Que pensez-vous des tests vendus dans le commerce pour le diagnostic des intolérances alimentaires?

Il existe des tests de dépistage dans le commerce (biorésonnance, etc), mais attention, ils sont bidon! Car les anticorps qu’ils détectent  sont le plus souvent des phénomènes normaux et positifs, naturels, voire même protecteurs. Donc les utiliser pour diagnostiquer une intolérance, c’est aberrant. Cela peut conduire à des situations dramatiques : si l’on enlève l’un des piliers de l’alimentation normale, on ne mange plus de blé pendant un laps de temps puis on recommence par exemple, il existe alors un réel danger de réaction allergique car le système immunitaire accepte les substances via des processus de tolérance actifs. Par exemple, l’organisme intègre l’information «blé ok». Mais si on enlève le blé sur la foi d’un test bidon, on interrompt le processus actif de tolérance et le système immunitaire ne comprend plus rien. Prenons l’exemple d’ adolescents dont les parents ont décrété qu’ils étaient intolérants à des aliments, et bien quand ils en mangent chez leurs amis, cela déclenche de vraies allergies ! Il n’est donc pas anodin de faire un diagnostic erroné: ceci peut causer des carences alimentaires (comme le manque de lait), et/ou peut interrompre le processus de tolérance du système immunitaire.
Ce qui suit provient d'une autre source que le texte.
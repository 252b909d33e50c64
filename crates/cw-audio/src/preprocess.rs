use cw_core::{DetectError, DetectorConfig};

use crate::filter::SosFilter;

/// Keep channel 0 of an interleaved buffer.
///
/// # Example
/// ```
/// use cw_audio::preprocess::first_channel;
/// assert_eq!(first_channel(&[1.0, -1.0, 2.0, -2.0], 2), vec![1.0, 2.0]);
/// ```
#[must_use]
pub fn first_channel(interleaved: &[f32], channels: usize) -> Vec<f32> {
    if channels <= 1 {
        return interleaved.to_vec();
    }
    interleaved.iter().step_by(channels).copied().collect()
}

/// Apply pre-emphasis filter to audio signal
///
/// y[0] = x[0], y[n] = x[n] - coef * x[n-1]
#[must_use]
pub fn pre_emphasis(signal: &[f64], coef: f64) -> Vec<f64> {
    let Some(&first) = signal.first() else {
        return Vec::new();
    };

    let mut output = Vec::with_capacity(signal.len());
    output.push(first);
    output.extend(signal.windows(2).map(|w| w[1] - coef * w[0]));
    output
}

/// Divide in place by the peak absolute value.
///
/// # Errors
/// Returns [`DetectError::SilentSignal`] if the peak is zero (or the signal empty).
pub fn peak_normalize(signal: &mut [f64]) -> Result<(), DetectError> {
    let peak = signal.iter().map(|x| x.abs()).fold(0.0f64, f64::max);
    if peak == 0.0 {
        return Err(DetectError::SilentSignal);
    }
    for x in signal.iter_mut() {
        *x /= peak;
    }
    Ok(())
}

/// Préconditionnement : pré-emphase, normalisation crête, passe-bande.
///
/// Built once per sample rate; [`Preprocessor::process`] holds no state
/// between calls.
pub struct Preprocessor {
    filter: SosFilter,
    pre_emphasis: f64,
    sample_rate: u32,
}

impl Preprocessor {
    /// Design the bandpass for `sample_rate`.
    ///
    /// # Errors
    /// Fails on a zero sample rate or a passband that does not fit below Nyquist.
    ///
    /// # Example
    /// ```
    /// use cw_audio::preprocess::Preprocessor;
    /// use cw_core::DetectorConfig;
    /// assert!(Preprocessor::new(&DetectorConfig::default(), 16_000).is_ok());
    /// assert!(Preprocessor::new(&DetectorConfig::default(), 2_000).is_err());
    /// ```
    pub fn new(config: &DetectorConfig, sample_rate: u32) -> Result<Self, DetectError> {
        let filter = SosFilter::butterworth_bandpass(
            config.filter_order,
            config.band_low_hz,
            config.band_high_hz,
            sample_rate,
        )?;
        Ok(Self {
            filter,
            pre_emphasis: config.pre_emphasis,
            sample_rate,
        })
    }

    /// Run the full chain on mono samples. Output has the input's length.
    ///
    /// # Errors
    /// [`DetectError::NonFiniteSample`] on NaN/inf input,
    /// [`DetectError::SilentSignal`] if the emphasised signal is all zeros.
    pub fn process(&self, samples: &[f32]) -> Result<Vec<f64>, DetectError> {
        if let Some(index) = samples.iter().position(|s| !s.is_finite()) {
            return Err(DetectError::NonFiniteSample { index });
        }
        let raw: Vec<f64> = samples.iter().map(|&s| f64::from(s)).collect();
        let mut emphasised = pre_emphasis(&raw, self.pre_emphasis);
        peak_normalize(&mut emphasised)?;
        Ok(self.filter.apply(&emphasised))
    }

    /// The bandpass stage alone.
    #[must_use]
    pub fn filter(&self) -> &SosFilter {
        &self.filter
    }

    /// Sample rate the filter was designed for.
    #[must_use]
    pub fn sample_rate(&self) -> u32 {
        self.sample_rate
    }
}
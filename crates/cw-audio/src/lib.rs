// Audio decoding, preconditioning, and frame-based cry detection for crywatch.

pub mod autocorr;
pub mod confirm;
pub mod decode;
pub mod detector;
pub mod error;
pub mod features;
pub mod filter;
pub mod fuser;
pub mod preprocess;
pub mod tracker;

pub use detector::{CryDetector, detect_cries};
pub use error::AudioError;
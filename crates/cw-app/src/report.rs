use std::fs::File;
use std::io::{BufWriter, Write};
use std::path::Path;

use anyhow::{Context, Result};
use cw_core::FileResult;

/// En-tête du rapport CSV.
pub const CSV_HEADER: [&str; 4] = ["Folder", "File", "Cry Detected", "Timestamps"];

/// Quote a field only when it contains a delimiter, a quote or a line break.
fn csv_field(value: &str) -> String {
    if value.contains([',', '"', '\n', '\r']) {
        format!("\"{}\"", value.replace('"', "\"\""))
    } else {
        value.to_string()
    }
}

fn csv_row<W: Write>(out: &mut W, fields: &[&str]) -> std::io::Result<()> {
    let line = fields
        .iter()
        .map(|f| csv_field(f))
        .collect::<Vec<_>>()
        .join(",");
    out.write_all(line.as_bytes())?;
    out.write_all(b"\r\n")
}

/// Write the report as CSV to any writer.
///
/// # Errors
/// Propagates I/O errors from `out`.
///
/// # Example
/// ```
/// use cw_app::report::write_csv_to;
/// use cw_core::FileResult;
/// let mut buf = Vec::new();
/// write_csv_to(&mut buf, &[FileResult::detected("A", "x.ogg", vec![1.0])]).unwrap();
/// assert_eq!(
///     String::from_utf8(buf).unwrap(),
///     "Folder,File,Cry Detected,Timestamps\r\nA,x.ogg,Yes,1.0\r\n"
/// );
/// ```
pub fn write_csv_to<W: Write>(out: &mut W, results: &[FileResult]) -> std::io::Result<()> {
    csv_row(out, &CSV_HEADER)?;
    for r in results {
        let status = r.status.to_string();
        let timestamps = r.timestamps_field();
        csv_row(out, &[&r.folder, &r.file, &status, &timestamps])?;
    }
    out.flush()
}

/// Write the CSV report to `path`.
///
/// # Errors
/// Returns an error if the file cannot be created or written.
pub fn write_csv(path: &Path, results: &[FileResult]) -> Result<()> {
    let file = File::create(path)
        .with_context(|| format!("Impossible de créer {}", path.display()))?;
    let mut out = BufWriter::new(file);
    write_csv_to(&mut out, results)
        .with_context(|| format!("Échec d'écriture de {}", path.display()))
}

/// Write the report as a pretty-printed JSON array to `path`.
///
/// # Errors
/// Returns an error if the file cannot be created or serialised.
pub fn write_json(path: &Path, results: &[FileResult]) -> Result<()> {
    let file = File::create(path)
        .with_context(|| format!("Impossible de créer {}", path.display()))?;
    let mut out = BufWriter::new(file);
    serde_json::to_writer_pretty(&mut out, results)
        .with_context(|| format!("Échec de sérialisation JSON : {}", path.display()))?;
    out.flush()?;
    Ok(())
}

#[cfg(test)]
mod tests {
    use super::*;

    fn render(results: &[FileResult]) -> String {
        let mut buf = Vec::new();
        write_csv_to(&mut buf, results).unwrap();
        String::from_utf8(buf).unwrap()
    }

    #[test]
    fn header_only_for_empty_batch() {
        assert_eq!(render(&[]), "Folder,File,Cry Detected,Timestamps\r\n");
    }

    #[test]
    fn multiple_timestamps_are_quoted() {
        let out = render(&[
            FileResult::detected("Cry-NoNoise-NoMusic", "a.ogg", vec![0.99, 1.02]),
            FileResult::detected("NoCry-Noise-NoMusic", "b.ogg", vec![]),
        ]);
        let lines: Vec<&str> = out.split("\r\n").collect();
        assert_eq!(lines[1], "Cry-NoNoise-NoMusic,a.ogg,Yes,\"0.99, 1.02\"");
        assert_eq!(lines[2], "NoCry-Noise-NoMusic,b.ogg,No,");
    }

    #[test]
    fn error_message_goes_in_timestamps_column() {
        let out = render(&[FileResult::failed("X", "c.ogg", "say \"no\"")]);
        assert!(out.ends_with("X,c.ogg,Error,\"say \"\"no\"\"\"\r\n"));
    }

    #[test]
    fn json_report_is_an_array() {
        let dir = tempfile::tempdir().unwrap();
        let path = dir.path().join("out.json");
        write_json(&path, &[FileResult::detected("A", "x.ogg", vec![1.5])]).unwrap();
        let value: serde_json::Value =
            serde_json::from_str(&std::fs::read_to_string(&path).unwrap()).unwrap();
        assert_eq!(value[0]["status"], "Yes");
        assert_eq!(value[0]["timestamps"][0], 1.5);
        assert!(value[0].get("error").is_none());
    }
}
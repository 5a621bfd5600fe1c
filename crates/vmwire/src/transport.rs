//! # Transport Abstraction
//!
//! A minimal interface for moving bytes between the Controller and the
//! Isolate.
//!
//! ## Philosophy
//!
//! - **Byte-Oriented**: The Transport knows nothing about messages or
//!   tunnels. It moves opaque buffers.
//! - **Ordered**: Sends are synchronous and enqueue in call order, so the
//!   receiver observes messages exactly in the order they were sent. No
//!   reordering, no loss while both ends are alive.
//! - **Closable**: Closing the Controller end is how an Isolate learns it has
//!   been shut down.

use std::sync::Arc;

use parking_lot::Mutex;
use tokio::sync::mpsc;

/// Errors that occur at the transport layer.
#[derive(Debug, Clone, PartialEq, Eq)]
pub enum Error {
    /// The peer is gone or the channel was closed.
    ConnectionLost(String),
}

impl std::fmt::Display for Error {
    fn fmt(&self, f: &mut std::fmt::Formatter<'_>) -> std::fmt::Result {
        match self {
            Self::ConnectionLost(msg) => write!(f, "Connection lost: {}", msg),
        }
    }
}

impl std::error::Error for Error {}

pub type Result<T> = std::result::Result<T, Error>;

/// The Controller's end of a channel to an Isolate.
///
/// This trait is designed to be object-safe (`Arc<dyn Transport>`).
#[async_trait::async_trait]
pub trait Transport: Send + Sync + 'static {
    /// Enqueues a payload for the peer.
    ///
    /// # Invariants
    /// - Payloads are delivered in the order `send` was called.
    /// - Must return `Err` once the channel is closed.
    /// - Should not interpret the payload content.
    fn send(&self, payload: Vec<u8>) -> Result<()>;

    /// Waits for the next payload; `None` once the peer has hung up.
    async fn recv(&self) -> Result<Option<Vec<u8>>>;

    /// Closes the sending half. Idempotent.
    fn close(&self);
}

/// Controller end of an in-process channel pair.
pub struct ChannelTransport {
    tx: Mutex<Option<mpsc::UnboundedSender<Vec<u8>>>>,
    rx: tokio::sync::Mutex<mpsc::UnboundedReceiver<Vec<u8>>>,
}

#[async_trait::async_trait]
impl Transport for ChannelTransport {
    fn send(&self, payload: Vec<u8>) -> Result<()> {
        let guard = self.tx.lock();
        let tx = guard
            .as_ref()
            .ok_or_else(|| Error::ConnectionLost("transport closed".into()))?;
        tx.send(payload)
            .map_err(|_| Error::ConnectionLost("isolate hung up".into()))
    }

    async fn recv(&self) -> Result<Option<Vec<u8>>> {
        let mut rx = self.rx.lock().await;
        Ok(rx.recv().await)
    }

    fn close(&self) {
        self.tx.lock().take();
    }
}

/// Isolate end of an in-process channel pair.
///
/// The Isolate runs on its own OS thread, outside any async runtime, so this
/// end blocks on receive.
pub struct IsolatePort {
    outbox: Outbox,
    rx: mpsc::UnboundedReceiver<Vec<u8>>,
}

impl IsolatePort {
    /// Blocks until the next payload arrives; `None` once the Controller end
    /// has been closed or dropped.
    pub fn recv_blocking(&mut self) -> Option<Vec<u8>> {
        self.rx.blocking_recv()
    }

    /// A cloneable sending handle back to the Controller.
    pub fn outbox(&self) -> Outbox {
        self.outbox.clone()
    }
}

/// Cloneable sending half used by the Isolate.
#[derive(Clone)]
pub struct Outbox {
    tx: Arc<mpsc::UnboundedSender<Vec<u8>>>,
}

impl Outbox {
    pub fn new(tx: mpsc::UnboundedSender<Vec<u8>>) -> Self {
        Self { tx: Arc::new(tx) }
    }

    pub fn send(&self, payload: Vec<u8>) -> Result<()> {
        self.tx
            .send(payload)
            .map_err(|_| Error::ConnectionLost("controller hung up".into()))
    }
}

/// Creates a connected Controller/Isolate channel pair.
pub fn channel_pair() -> (ChannelTransport, IsolatePort) {
    let (to_isolate, from_controller) = mpsc::unbounded_channel();
    let (to_controller, from_isolate) = mpsc::unbounded_channel();

    let transport = ChannelTransport {
        tx: Mutex::new(Some(to_isolate)),
        rx: tokio::sync::Mutex::new(from_isolate),
    };
    let port = IsolatePort {
        outbox: Outbox::new(to_controller),
        rx: from_controller,
    };
    (transport, port)
}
Quant au glutène, contrairement aux idées reçues, ce n’est ni une allergie, ni une intolérance mais une maladie auto-immune. Le système immunitaire produit des anticorps contre l’enzyme qui doit métaboliser le glutène.

Comment prévenir un grave choc allergique?

Les réactions anaphylactiques atteignent tout le corps, elles sont rapides voire immédiates et peuvent toucher cœur et poumon. Médicalement parlant, c’est une urgence. La quantité d’allergènes déclenchant la réaction erronée peut être infime, des traces d’aliments peuvent suffire.

Pour les allergies alimentaires, le seul médicament efficace est l’adrénaline. Pourtant elle est victime d’un tabou et sous-utilisée, même dans les centres universitaires. Il existe un réseau de vigilance européen qui regroupe un millier d’allergologues adhérents où tous les cas d’allergies alimentaires qui nécessitent une hospitalisation sont rapportés. Je constate que dans tous les pays d’Europe, dont la Suisse, l’adrénaline n’est utilisée que dans un tiers des cas de manière adéquate. Je ne sais pas sur quoi ce tabou est fondé. Quand le diagnostic d’allergie alimentaire est posé, le patient doit toujours avoir une seringue d’adrénaline sur lui car d’infimes traces de l’allergène risquent de déclencher le choc anaphylactique. Plus vite on l’administre, par voie intramusculaire, mieux c’est.